Main

Before the final production phase of a biopharmaceutical compound, the process development team has to determine the proper conditions with which to achieve the highest yield in the shortest time possible. Every production cell line as well as every single phase of the manufacturing process has its own distinct requirements in terms of medium composition, additional requirement for growth factors or nutrients, process parameters such as temperature, and other parameters. Thus process development in general, and medium optimization in particular, usually means that many cell culture experiments have to be performed to cover all combinations of the different parameters. For obvious reasons a high degree of parallelism of the respective cell culture vessel design would be desirable: the higher the number of experiments performed in a given period of time, the earlier large-scale production can start.

Instrumented bench-top bioreactors are definitely the method of choice for the last stage of the optimization procedure. By this time most of the crucial parameters have been clarified, and this stage is aimed at assuring smooth transitions from lab- to pilot- to production-scale. For preliminary experiments, in contrast, these systems are much too sophisticated, too expensive and require considerable laboratory resources.

Multiwell plates are exceptionally useful for very large numbers of parallel experiments; thus they are often applied for high-throughput screening applications such as clone screening. But they do not lend themselves easily to the applications outlined above because they are prone to liquid loss by evaporation, and thus do not allow growth of cells for more than a few days. Furthermore, they allow only a very small sample volume, insufficient for subsequent analytical steps.

Tissue-culture flasks allow larger sample volumes, but the cell numbers usually are low due to oxygen constraints; also, the handling of reasonable numbers of tissue culture flasks is labor-intensive and tedious.

The CultiFlask 50 disposable bioreactor (Fig. 1) resembles the classic centrifuge tube design. The recommended working volume is 5–30 ml.
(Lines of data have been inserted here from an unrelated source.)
impl Tree {
    fn new() -> Self {
        let mut nodes = BTreeMap::new();
        nodes.insert(
            path::ROOT.to_string(),
            ZNode {
                data: Bytes::new(),
                stat: Stat::default(),
                children: BTreeSet::new(),
            },
        );
        Self {
            nodes,
            sessions: HashMap::new(),
            data_watches: HashMap::new(),
            exist_watches: HashMap::new(),
            child_watches: HashMap::new(),
            zxid: 0,
            next_session_id: 0x1000,
        }
    }

    fn next_zxid(&mut self) -> i64 {
        self.zxid += 1;
        self.zxid
    }

    fn table(
        &mut self,
        table: WatchTable,
    ) -> &mut HashMap<String, HashSet<i64>> {
        match table {
            WatchTable::Data => &mut self.data_watches,
            WatchTable::Exist => &mut self.exist_watches,
            WatchTable::Child => &mut self.child_watches,
        }
    }

    fn add_watch(
        &mut self,
        table: WatchTable,
        path: &str,
        session_id: i64,
    ) {
        self.table(table).entry(path.to_string()).or_default().insert(session_id);
    }

    /// Removes the one-shot watchers of `path` from each table and notifies
    /// every watching session once.
    fn fire(
        &mut self,
        tables: &[WatchTable],
        path: &str,
        event_type: EventType,
    ) {
        let mut watchers = BTreeSet::new();
        for table in tables {
            if let Some(sessions) = self.table(*table).remove(path) {
                watchers.extend(sessions);
            }
        }
        for session_id in watchers {
            self.emit(session_id, event_type, path);
        }
    }

    fn emit(
        &mut self,
        session_id: i64,
        event_type: EventType,
        path: &str,
    ) {
        let event = WatchEvent {
            event_type: event_type as i32,
            path: path.to_string(),
            zxid: self.zxid,
        };
        let Some(session) = self.sessions.get_mut(&session_id) else {
            return;
        };
        let delivered = match &session.events {
            Some(tx) => tx.send(Ok(event.clone())).is_ok(),
            None => false,
        };
        if !delivered {
            session.events = None;
            session.pending.push(event);
        }
    }

    fn open_session(
        &mut self,
        request: &OpenSessionRequest,
        member: usize,
    ) -> Result<(i64, Bytes, i32), ErrorCode> {
        let timeout_ms = request.timeout_ms.clamp(MIN_SESSION_TIMEOUT_MS, MAX_SESSION_TIMEOUT_MS);

        if request.session_id == 0 {
            let session_id = self.next_session_id;
            self.next_session_id += 1;
            let passwd = Bytes::copy_from_slice(&rand::thread_rng().gen::<[u8; 16]>());
            self.sessions.insert(
                session_id,
                SessionEntry {
                    passwd: passwd.clone(),
                    timeout: Duration::from_millis(timeout_ms as u64),
                    last_seen: Instant::now(),
                    member,
                    events: None,
                    pending: Vec::new(),
                    ephemerals: BTreeSet::new(),
                },
            );
            return Ok((session_id, passwd, timeout_ms));
        }

        match self.sessions.get_mut(&request.session_id) {
            Some(session) if session.passwd == request.passwd => {
                session.last_seen = Instant::now();
                session.member = member;
                let timeout_ms = session.timeout.as_millis() as i32;
                Ok((request.session_id, session.passwd.clone(), timeout_ms))
            }
            _ => Err(ErrorCode::SessionExpired),
        }
    }

    fn touch(
        &mut self,
        session_id: i64,
        member: usize,
    ) -> Result<(), ErrorCode> {
        let session = self.sessions.get_mut(&session_id).ok_or(ErrorCode::SessionExpired)?;
        session.last_seen = Instant::now();
        session.member = member;
        Ok(())
    }

    /// Drops the session, its watches and its ephemeral nodes.
    fn end_session(
        &mut self,
        session_id: i64,
    ) {
        let Some(session) = self.sessions.remove(&session_id) else {
            return;
        };
        for table in [WatchTable::Data, WatchTable::Exist, WatchTable::Child] {
            for watchers in self.table(table).values_mut() {
                watchers.remove(&session_id);
            }
        }
        for ephemeral in session.ephemerals.iter().rev() {
            if self.nodes.contains_key(ephemeral) {
                self.remove_node(ephemeral);
            }
        }
    }

    fn create(
        &mut self,
        session_id: i64,
        requested: &str,
        data: Bytes,
        mode: CreateMode,
    ) -> Result<(String, Stat), ErrorCode> {
        path::validate_create(requested, mode.is_sequential()).map_err(|_| ErrorCode::InvalidPath)?;
        let parent_path = path::parent(requested).ok_or(ErrorCode::NodeExists)?.to_string();
        let parent = self.nodes.get(&parent_path).ok_or(ErrorCode::NoParent)?;
        if parent.stat.ephemeral_owner != 0 {
            return Err(ErrorCode::NoChildrenForEphemerals);
        }

        let actual = if mode.is_sequential() {
            path::sequential_name(requested, parent.stat.cversion)
        } else {
            requested.to_string()
        };
        if self.nodes.contains_key(&actual) {
            return Err(ErrorCode::NodeExists);
        }

        let zxid = self.next_zxid();
        let now = now_ms();
        let stat = Stat {
            czxid: zxid,
            mzxid: zxid,
            ctime: now,
            mtime: now,
            ephemeral_owner: if mode.is_ephemeral() { session_id } else { 0 },
            data_length: data.len() as i32,
            pzxid: zxid,
            ..Stat::default()
        };
        self.nodes.insert(
            actual.clone(),
            ZNode {
                data,
                stat,
                children: BTreeSet::new(),
            },
        );
        if let Some(parent) = self.nodes.get_mut(&parent_path) {
            parent.children.insert(path::name(&actual).to_string());
            parent.stat.cversion += 1;
            parent.stat.num_children = parent.children.len() as i32;
            parent.stat.pzxid = zxid;
        }
        if mode.is_ephemeral() {
            if let Some(session) = self.sessions.get_mut(&session_id) {
                session.ephemerals.insert(actual.clone());
            }
        }

        self.fire(&[WatchTable::Exist, WatchTable::Data], &actual, EventType::NodeCreated);
        self.fire(&[WatchTable::Child], &parent_path, EventType::NodeChildrenChanged);
        Ok((actual, stat))
    }

    fn delete(
        &mut self,
        target: &str,
        version: i32,
    ) -> Result<(), ErrorCode> {
        path::validate(target).map_err(|_| ErrorCode::InvalidPath)?;
        if target == path::ROOT {
            return Err(ErrorCode::InvalidPath);
        }
        let node = self.nodes.get(target).ok_or(ErrorCode::NoNode)?;
        if version != -1 && version != node.stat.version {
            return Err(ErrorCode::BadVersion);
        }
        if !node.children.is_empty() {
            return Err(ErrorCode::NotEmpty);
        }
        self.remove_node(target);
        Ok(())
    }

    fn remove_node(
        &mut self,
        target: &str,
    ) {
        let Some(node) = self.nodes.remove(target) else {
            return;
        };
        let zxid = self.next_zxid();
        if node.stat.ephemeral_owner != 0 {
            if let Some(owner) = self.sessions.get_mut(&node.stat.ephemeral_owner) {
                owner.ephemerals.remove(target);
            }
        }

        let parent_path = path::parent(target).unwrap_or(path::ROOT).to_string();
        if let Some(parent) = self.nodes.get_mut(&parent_path) {
            parent.children.remove(path::name(target));
            parent.stat.cversion += 1;
            parent.stat.num_children = parent.children.len() as i32;
            parent.stat.pzxid = zxid;
        }

        self.fire(
            &[WatchTable::Data, WatchTable::Exist, WatchTable::Child],
            target,
            EventType::NodeDeleted,
        );
        self.fire(&[WatchTable::Child], &parent_path, EventType::NodeChildrenChanged);
    }

    fn set_data(
        &mut self,
        target: &str,
        data: Bytes,
        version: i32,
    ) -> Result<Stat, ErrorCode> {
        path::validate(target).map_err(|_| ErrorCode::InvalidPath)?;
        let current = self.nodes.get(target).ok_or(ErrorCode::NoNode)?.stat.version;
        if version != -1 && version != current {
            return Err(ErrorCode::BadVersion);
        }
        let zxid = self.next_zxid();
        let node = self.nodes.get_mut(target).ok_or(ErrorCode::NoNode)?;
        node.stat.version += 1;
        node.stat.mzxid = zxid;
        node.stat.mtime = now_ms();
        node.stat.data_length = data.len() as i32;
        node.data = data;
        let stat = node.stat;

        self.fire(&[WatchTable::Data], target, EventType::NodeDataChanged);
        Ok(stat)
    }

    fn exists(
        &mut self,
        session_id: i64,
        target: &str,
        watch: bool,
    ) -> Result<Stat, ErrorCode> {
        path::validate(target).map_err(|_| ErrorCode::InvalidPath)?;
        match self.nodes.get(target).map(|node| node.stat) {
            Some(stat) => {
                if watch {
                    self.add_watch(WatchTable::Data, target, session_id);
                }
                Ok(stat)
            }
            None => {
                if watch {
                    self.add_watch(WatchTable::Exist, target, session_id);
                }
                Err(ErrorCode::NoNode)
            }
        }
    }

    fn get_data(
        &mut self,
        session_id: i64,
        target: &str,
        watch: bool,
    ) -> Result<(Bytes, Stat), ErrorCode> {
        path::validate(target).map_err(|_| ErrorCode::InvalidPath)?;
        let node = self.nodes.get(target).ok_or(ErrorCode::NoNode)?;
        let reply = (node.data.clone(), node.stat);
        if watch {
            self.add_watch(WatchTable::Data, target, session_id);
        }
        Ok(reply)
    }

    fn get_children(
        &mut self,
        session_id: i64,
        target: &str,
        watch: bool,
    ) -> Result<(Vec<String>, Stat), ErrorCode> {
        path::validate(target).map_err(|_| ErrorCode::InvalidPath)?;
        let node = self.nodes.get(target).ok_or(ErrorCode::NoNode)?;
        let reply = (node.children.iter().cloned().collect(), node.stat);
        if watch {
            self.add_watch(WatchTable::Child, target, session_id);
        }
        Ok(reply)
    }

    fn expire_idle_sessions(&mut self) {
        let now = Instant::now();
        let idle: Vec<i64> = self
            .sessions
            .iter()
            .filter(|(_, s)| now.duration_since(s.last_seen) > s.timeout)
            .map(|(id, _)| *id)
            .collect();
        for session_id in idle {
            info!(session_id, "mock ensemble expired idle session");
            self.end_session(session_id);
        }
    }
}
Handling steps such as medium exchange are performed easily. Its vented screw cap is equipped with a hydrophobic PTFE membrane, which not only serves as a sterile barrier, but also minimizes loss of liquid by evaporation. CultiFlask 50 are operated in an orbital shaker; the shaking mechanism produces excellent oxygen and carbon dioxide exchange rates, while minimizing hydromechanical stress—particularly important when growing cells, which are susceptible to shear forces. Foaming, which often impairs sufficient oxygenation, is negligible. The contamination risk is reduced to a minimum, as there is no stirring mechanism extending into the tube. Owing to the presence of a good oxygen supply, cells grow to numbers as high as those in a classic bioreactor; this legitimates the consideration of each tube as a single, non-instrumented bioreactor. Provided there is sufficient incubation shaker space available, hundreds of parallel cell culture experiments are easily performed; labor, equipment and consumable costs are more than reasonable.

Figure 1
figure 1

CultiFlask 50 disposable bioreactor.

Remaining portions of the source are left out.